02:30 PM - 02:52 PM
A Comparative Study of Simulation Models for the Production Control of Unreliable Manufacturing Systems
This paper deals with the production control policy of an unreliable manufacturing system producing one part type, and subject to random failures and repairs. The applied production control policy is based on the so-called hedging point policy (HPP), which consists in building and maintaining a safety stock of product in order to fulfill the demand, and protect the production system against shortages during maintenance actions. The main objective of the study is to determine the most efficient option of the ARENA simulation software that simulates properly the production systems under consideration.

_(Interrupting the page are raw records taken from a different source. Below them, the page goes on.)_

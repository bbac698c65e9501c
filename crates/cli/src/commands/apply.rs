use migrator_core::{MigrationId, Migrator, MigratorResult, PostgresStore};

use super::plan::print_plan;
use crate::interactive::Prompt;

/// Apply `id` and every inactive migration it depends on, in dependency
/// order, after showing the plan and confirming.
pub async fn run(
    migrator: &Migrator<PostgresStore>,
    id: MigrationId,
    yes: bool,
) -> MigratorResult<()> {
    let set = migrator.snapshot().await?;
    let plan = set.plan_apply(id)?;
    print_plan(&set, &plan);
    if plan.is_empty() {
        return Ok(());
    }

    if !yes {
        let message = format!("Apply {} migration(s)?", plan.len());
        if !Prompt::confirm(&message, false)? {
            println!("Aborted. No changes were made.");
            return Ok(());
        }
    }

    let report = migrator.execute(&set, &plan).await?;
    println!(
        "✅ Applied {} migration(s) in {}ms",
        report.count(),
        report.execution_time_ms
    );
    Ok(())
}
//! Persistence collaborators
//!
//! The graph engine never talks to a database directly; everything durable
//! goes through the [`MigrationStore`] trait. [`PostgresStore`] is the
//! production implementation, [`MemoryStore`] backs tests and embedding.

pub mod memory;
pub mod postgres;

pub use memory::MemoryStore;
pub use postgres::PostgresStore;

use crate::definitions::{MigrationId, MigrationRecord, NewMigration};
use crate::error::MigratorResult;

/// Persistence seam for migration records and script execution.
///
/// Implementations guarantee that `execute_migration_unit` is atomic: the
/// script statements and the active-flag update commit together or not at
/// all. The engine relies on that to leave well-defined partial progress
/// behind when a plan fails mid-way.
#[async_trait::async_trait]
pub trait MigrationStore: Send + Sync {
    /// Fetch every stored migration record
    async fn fetch_all_records(&self) -> MigratorResult<Vec<MigrationRecord>>;

    /// Run one migration unit: execute `script` and set the record's
    /// active flag to `desired_active`, atomically.
    async fn execute_migration_unit(
        &self,
        id: MigrationId,
        script: &str,
        desired_active: bool,
    ) -> MigratorResult<()>;

    /// Insert a new record and return its store-assigned id
    async fn insert_record(&self, migration: NewMigration) -> MigratorResult<MigrationId>;

    /// Whether the service table exists
    async fn is_initialized(&self) -> MigratorResult<bool>;

    /// Create the service table
    async fn initialize(&self) -> MigratorResult<()>;
}
//! # migrator-core: Dependency-aware schema migration engine
//!
//! Manages ordered, reversible schema migrations for PostgreSQL. Stored
//! records form a dependency graph; applying a migration first applies
//! everything it depends on, rolling one back first rolls back everything
//! that depends on it.
//!
//! Planning is pure and runs against a snapshot of the stored records;
//! execution commits one transactional unit per migration, in plan order,
//! through an injected [`store::MigrationStore`] handle.

pub mod definitions;
pub mod error;
pub mod graph;
pub mod migrator;
pub mod plan;
pub mod store;

// Re-export core types
pub use definitions::{
    Direction, ExecutionReport, MigrationId, MigrationRecord, MigratorConfig, NewMigration,
};
pub use error::{MigratorError, MigratorResult};
pub use graph::{DependencyGraph, GraphNode};
pub use migrator::Migrator;
pub use plan::{ActionPlan, MigrationSet};
pub use store::{MemoryStore, MigrationStore, PostgresStore};
use migrator_core::{MigrationId, Migrator, MigratorResult, PostgresStore};

use super::plan::print_plan;
use crate::interactive::Prompt;

/// Roll back `id` and every active migration that depends on it, dependents
/// first, after showing the plan and confirming.
pub async fn run(
    migrator: &Migrator<PostgresStore>,
    id: MigrationId,
    yes: bool,
) -> MigratorResult<()> {
    let set = migrator.snapshot().await?;
    let plan = set.plan_rollback(id)?;
    print_plan(&set, &plan);
    if plan.is_empty() {
        return Ok(());
    }

    if !yes {
        let message = format!("Roll back {} migration(s)?", plan.len());
        if !Prompt::confirm(&message, false)? {
            println!("Aborted. No changes were made.");
            return Ok(());
        }
    }

    let report = migrator.execute(&set, &plan).await?;
    println!(
        "✅ Rolled back {} migration(s) in {}ms",
        report.count(),
        report.execution_time_ms
    );
    Ok(())
}
//! In-memory store
//!
//! Implements [`MigrationStore`] against process memory. Used by the test
//! suite and by embedders that want planning semantics without a database.
//! Executions are journaled as (id, desired state) pairs; script bodies are
//! accepted but never interpreted.

use std::collections::{BTreeMap, BTreeSet};
use std::sync::{Mutex, MutexGuard};

use super::MigrationStore;
use crate::definitions::{MigrationId, MigrationRecord, NewMigration};
use crate::error::{MigratorError, MigratorResult};

#[derive(Debug, Default)]
struct Inner {
    records: BTreeMap<MigrationId, MigrationRecord>,
    next_id: MigrationId,
    executed: Vec<(MigrationId, bool)>,
    fail_on: BTreeSet<MigrationId>,
    initialized: bool,
}

/// Migration store backed by process memory.
#[derive(Debug)]
pub struct MemoryStore {
    inner: Mutex<Inner>,
}

impl MemoryStore {
    pub fn new() -> Self {
        Self::with_records(Vec::new())
    }

    /// Seed the store with existing records. `next_id` continues after the
    /// highest seeded id.
    pub fn with_records(records: Vec<MigrationRecord>) -> Self {
        let next_id = records.iter().map(|r| r.id).max().unwrap_or(0) + 1;
        let records = records.into_iter().map(|r| (r.id, r)).collect();
        Self {
            inner: Mutex::new(Inner {
                records,
                next_id,
                executed: Vec::new(),
                fail_on: BTreeSet::new(),
                initialized: true,
            }),
        }
    }

    fn lock(&self) -> MutexGuard<'_, Inner> {
        self.inner
            .lock()
            .unwrap_or_else(|poisoned| poisoned.into_inner())
    }

    /// Make `execute_migration_unit` fail for `id`, leaving the record
    /// untouched. Lets tests exercise mid-plan abort behavior.
    pub fn fail_on(&self, id: MigrationId) {
        self.lock().fail_on.insert(id);
    }

    /// Execution journal: (id, desired active state) in execution order
    pub fn executed(&self) -> Vec<(MigrationId, bool)> {
        self.lock().executed.clone()
    }

    /// Current state of a record
    pub fn record(&self, id: MigrationId) -> Option<MigrationRecord> {
        self.lock().records.get(&id).cloned()
    }
}

impl Default for MemoryStore {
    fn default() -> Self {
        Self::new()
    }
}

#[async_trait::async_trait]
impl MigrationStore for MemoryStore {
    async fn fetch_all_records(&self) -> MigratorResult<Vec<MigrationRecord>> {
        Ok(self.lock().records.values().cloned().collect())
    }

    async fn execute_migration_unit(
        &self,
        id: MigrationId,
        _script: &str,
        desired_active: bool,
    ) -> MigratorResult<()> {
        let mut inner = self.lock();
        if inner.fail_on.contains(&id) {
            return Err(MigratorError::Store(format!(
                "injected failure for migration {}",
                id
            )));
        }
        let record = inner
            .records
            .get_mut(&id)
            .ok_or(MigratorError::UnknownMigration { id })?;
        record.is_active = desired_active;
        inner.executed.push((id, desired_active));
        Ok(())
    }

    async fn insert_record(&self, migration: NewMigration) -> MigratorResult<MigrationId> {
        let mut inner = self.lock();
        let id = inner.next_id;
        inner.next_id += 1;

        // an empty dependency set means the same as no list at all
        let dependencies = migration.dependencies.filter(|deps| !deps.is_empty());
        inner.records.insert(
            id,
            MigrationRecord {
                id,
                up_script: migration.up_script,
                down_script: migration.down_script,
                comment: migration.comment,
                dependencies,
                created_at: migration.created_at,
                is_active: false,
            },
        );
        Ok(id)
    }

    async fn is_initialized(&self) -> MigratorResult<bool> {
        Ok(self.lock().initialized)
    }

    async fn initialize(&self) -> MigratorResult<()> {
        self.lock().initialized = true;
        Ok(())
    }
}

#[cfg(test)]
mod tests {
    use super::*;

    fn new_migration(dependencies: Option<&[MigrationId]>) -> NewMigration {
        NewMigration::new(
            "CREATE TABLE users (id BIGINT);".to_string(),
            "DROP TABLE users;".to_string(),
            "create users".to_string(),
            dependencies.map(|deps| deps.iter().copied().collect()),
        )
    }

    #[tokio::test]
    async fn insert_assigns_sequential_ids() {
        let store = MemoryStore::new();
        assert_eq!(store.insert_record(new_migration(None)).await.unwrap(), 1);
        assert_eq!(
            store.insert_record(new_migration(Some(&[1]))).await.unwrap(),
            2
        );

        let records = store.fetch_all_records().await.unwrap();
        assert_eq!(records.len(), 2);
        assert!(!records[0].is_active);
    }

    #[tokio::test]
    async fn insert_normalizes_empty_dependency_set() {
        let store = MemoryStore::new();
        let id = store.insert_record(new_migration(Some(&[]))).await.unwrap();
        assert_eq!(store.record(id).unwrap().dependencies, None);
    }

    #[tokio::test]
    async fn insert_preserves_registration_time() {
        let store = MemoryStore::new();
        let mut migration = new_migration(None);
        // backdate so store-side stamping would be caught
        migration.created_at = migration.created_at - chrono::Duration::days(1);
        let registered_at = migration.created_at;

        let id = store.insert_record(migration).await.unwrap();
        assert_eq!(store.record(id).unwrap().created_at, registered_at);
    }

    #[tokio::test]
    async fn execute_flips_active_state_and_journals() {
        let store = MemoryStore::new();
        let id = store.insert_record(new_migration(None)).await.unwrap();

        store
            .execute_migration_unit(id, "CREATE TABLE users (id BIGINT);", true)
            .await
            .unwrap();
        assert!(store.record(id).unwrap().is_active);
        assert_eq!(store.executed(), vec![(id, true)]);

        store
            .execute_migration_unit(id, "DROP TABLE users;", false)
            .await
            .unwrap();
        assert!(!store.record(id).unwrap().is_active);
        assert_eq!(store.executed(), vec![(id, true), (id, false)]);
    }

    #[tokio::test]
    async fn injected_failure_leaves_record_untouched() {
        let store = MemoryStore::new();
        let id = store.insert_record(new_migration(None)).await.unwrap();
        store.fail_on(id);

        let err = store
            .execute_migration_unit(id, "CREATE TABLE users (id BIGINT);", true)
            .await
            .unwrap_err();
        assert!(matches!(err, MigratorError::Store(_)));
        assert!(!store.record(id).unwrap().is_active);
        assert!(store.executed().is_empty());
    }
}
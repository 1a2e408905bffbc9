//! HTTP balance lookup.
//!
//! One GET per lookup, `openId=<account>` in the query string, bounded by a
//! client-wide timeout. No retries: a failed lookup is simply tried again on the
//! next sweep.

use crate::error::QueryError;
use async_trait::async_trait;
use chrono::{DateTime, Utc};
use meterbot_core::{AccountBalance, AccountId};
use rust_decimal::Decimal;
use serde::Deserialize;
use std::str::FromStr;
use std::time::Duration;
use tracing::debug;

/// Anything that can turn an account id into a balance.
#[async_trait]
pub trait BalanceSource: Send + Sync {
    async fn fetch(&self, account: &AccountId) -> Result<AccountBalance, QueryError>;
}

/// Configuration for the billing client.
#[derive(Debug, Clone)]
pub struct BillingConfig {
    /// Lookup endpoint, without query string.
    pub endpoint: String,
    /// Upper bound for one lookup, connect through body.
    pub timeout: Duration,
}

impl BillingConfig {
    pub const DEFAULT_ENDPOINT: &'static str = "http://wechat.sdkdch.cn/wx/api/user/get";
}

impl Default for BillingConfig {
    fn default() -> Self {
        Self {
            endpoint: Self::DEFAULT_ENDPOINT.to_string(),
            timeout: Duration::from_secs(10),
        }
    }
}

/// Billing API client.
#[derive(Clone)]
pub struct BillingClient {
    http: reqwest::Client,
    config: BillingConfig,
}

impl BillingClient {
    pub fn new(config: BillingConfig) -> Result<Self, QueryError> {
        let http = reqwest::Client::builder()
            .timeout(config.timeout)
            .build()
            .map_err(|e| QueryError::Transport(e.to_string()))?;
        Ok(Self { http, config })
    }

    pub fn config(&self) -> &BillingConfig {
        &self.config
    }

    async fn lookup(&self, account: &AccountId) -> Result<AccountBalance, QueryError> {
        if account.is_empty() {
            return Err(QueryError::EmptyAccount);
        }

        let response = self
            .http
            .get(&self.config.endpoint)
            .query(&[("openId", account.as_str())])
            .send()
            .await?;

        let status = response.status();
        if !status.is_success() {
            let body = response.text().await.unwrap_or_default();
            debug!(account = %account, status = %status, "Billing lookup HTTP failure");
            return Err(QueryError::Upstream {
                code: i64::from(status.as_u16()),
                message: format!("HTTP {} {}", status, body.trim()),
            });
        }

        let body = response.text().await?;
        let parsed: LookupResponse = serde_json::from_str(&body)?;
        parsed.into_balance(account, Utc::now())
    }
}

#[async_trait]
impl BalanceSource for BillingClient {
    async fn fetch(&self, account: &AccountId) -> Result<AccountBalance, QueryError> {
        self.lookup(account).await
    }
}

/// Body returned by the lookup endpoint.
#[derive(Debug, Deserialize)]
struct LookupResponse {
    code: Option<i64>,
    #[serde(default)]
    total: i64,
    #[serde(default)]
    rows: Vec<AccountRow>,
    msg: Option<String>,
}

#[derive(Debug, Deserialize)]
#[serde(rename_all = "camelCase")]
struct AccountRow {
    user_number: Option<serde_json::Value>,
    user_name: Option<serde_json::Value>,
    balance: Option<serde_json::Value>,
    address: Option<serde_json::Value>,
    customer_name: Option<serde_json::Value>,
}

impl LookupResponse {
    fn into_balance(
        self,
        account: &AccountId,
        fetched_at: DateTime<Utc>,
    ) -> Result<AccountBalance, QueryError> {
        match self.code {
            Some(200) => {}
            Some(code) => {
                return Err(QueryError::Upstream {
                    code,
                    message: self.msg.unwrap_or_default(),
                })
            }
            None => return Err(QueryError::Malformed("missing `code` field".to_string())),
        }

        if self.total <= 0 {
            return Err(QueryError::NotFound);
        }
        let row = self.rows.into_iter().next().ok_or(QueryError::NotFound)?;

        let balance = row
            .balance
            .as_ref()
            .and_then(parse_decimal)
            .ok_or_else(|| QueryError::Malformed(format!("invalid balance: {:?}", row.balance)))?;

        Ok(AccountBalance {
            account_id: account.clone(),
            balance,
            user_number: row.user_number.as_ref().and_then(text),
            user_name: row.user_name.as_ref().and_then(text),
            address: row.address.as_ref().and_then(text),
            customer_name: row.customer_name.as_ref().and_then(text),
            fetched_at,
        })
    }
}

/// Balances arrive either as JSON numbers or as numeric strings.
fn parse_decimal(value: &serde_json::Value) -> Option<Decimal> {
    let raw = match value {
        serde_json::Value::Number(n) => n.to_string(),
        serde_json::Value::String(s) => s.trim().to_string(),
        _ => return None,
    };
    Decimal::from_str(&raw)
        .or_else(|_| Decimal::from_scientific(&raw))
        .ok()
}

fn text(value: &serde_json::Value) -> Option<String> {
    match value {
        serde_json::Value::String(s) if !s.trim().is_empty() => Some(s.trim().to_string()),
        serde_json::Value::Number(n) => Some(n.to_string()),
        _ => None,
    }
}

To this end, four simulation models mimicking the dynamics and the stochastic behavior of the proposed manufacturing system were developed. Concepts of discrete and continuous simulation and modules from the ARENA flow process template, are applied to develop the models. The hedging point policy is used as input parameter of the simulation models, where we seek to determine the optimal production threshold that minimizes the inventory and backlog cost. Based on simulation results, the performance of the models is evaluated, in terms of accuracy and time economy. The obtained results shows that the continuous simulation model that uses C++ inserts outperforms the other models.
02:52 PM - 03:14 PM
Improving Sawmill Agility through Log Classification
Sawmill production is characterized by divergent processes and coproduction. In this context, it is difficult for a production manager to establish a production plan which meets customer demand. This is one of the reasons why the North American lumber industry produces with a mainly make-to-stock strategy. The aim of this research is to evaluate the impact that a better classification of the raw material (logs) would have on sawmill agility. Using a mathematical model to create production plans, we evaluate the performance of the mill to meet the demand in light of the knowledge it has of the raw material.
03:14 PM - 03:36 PM
Combining Stochastic Modeling and Linear Progamming to Improve Aggregate Production Planning
Mathematical models for Aggregate Production Planning (APP) typically omit the dynamics of the underlying production system due to variable workload levels since they assume fixed capacity buffers and predetermined lead times. Pertinent approaches to overcome these drawbacks are either restrictive in their modeling capabilities or prohibitive in their computational effort. In this paper, we introduce an Aggregate Stochastic Queuing (ASQ) model to anticipate capacity buffers and lead time coefficients for the APP model. The ASQ model allows for flexible modeling of the underlying production system and the corresponding optimization algorithm is computationally very well tractable. The APP and the ASQ model are integrated into a hierarchical framework and are solved iteratively. A numerical example is used to highlight the benefits of this novel approach.
03:36 PM - 03:58 PM
Stochastic Scheduling with Abandonments
In this paper, we address the problem of dynamically scheduling jobs with abandonments. Processing times and release dates are arbitrarily distributed while patience times are exponentially distributed. The objective is to minimize holding costs and abandonment costs, either in the class of static list scheduling policies or in the class of dynamic policies with preemption. We first show an equivalence between holding costs and abandonment costs. When processing times are exponentially distributed and all jobs are available at time 0, we provide conditions under which a strict priority rule is optimal in the class of static list scheduling policies. Then we extend this result to the class of dynamic scheduling policy with preemption and arbitrary stochastic release dates.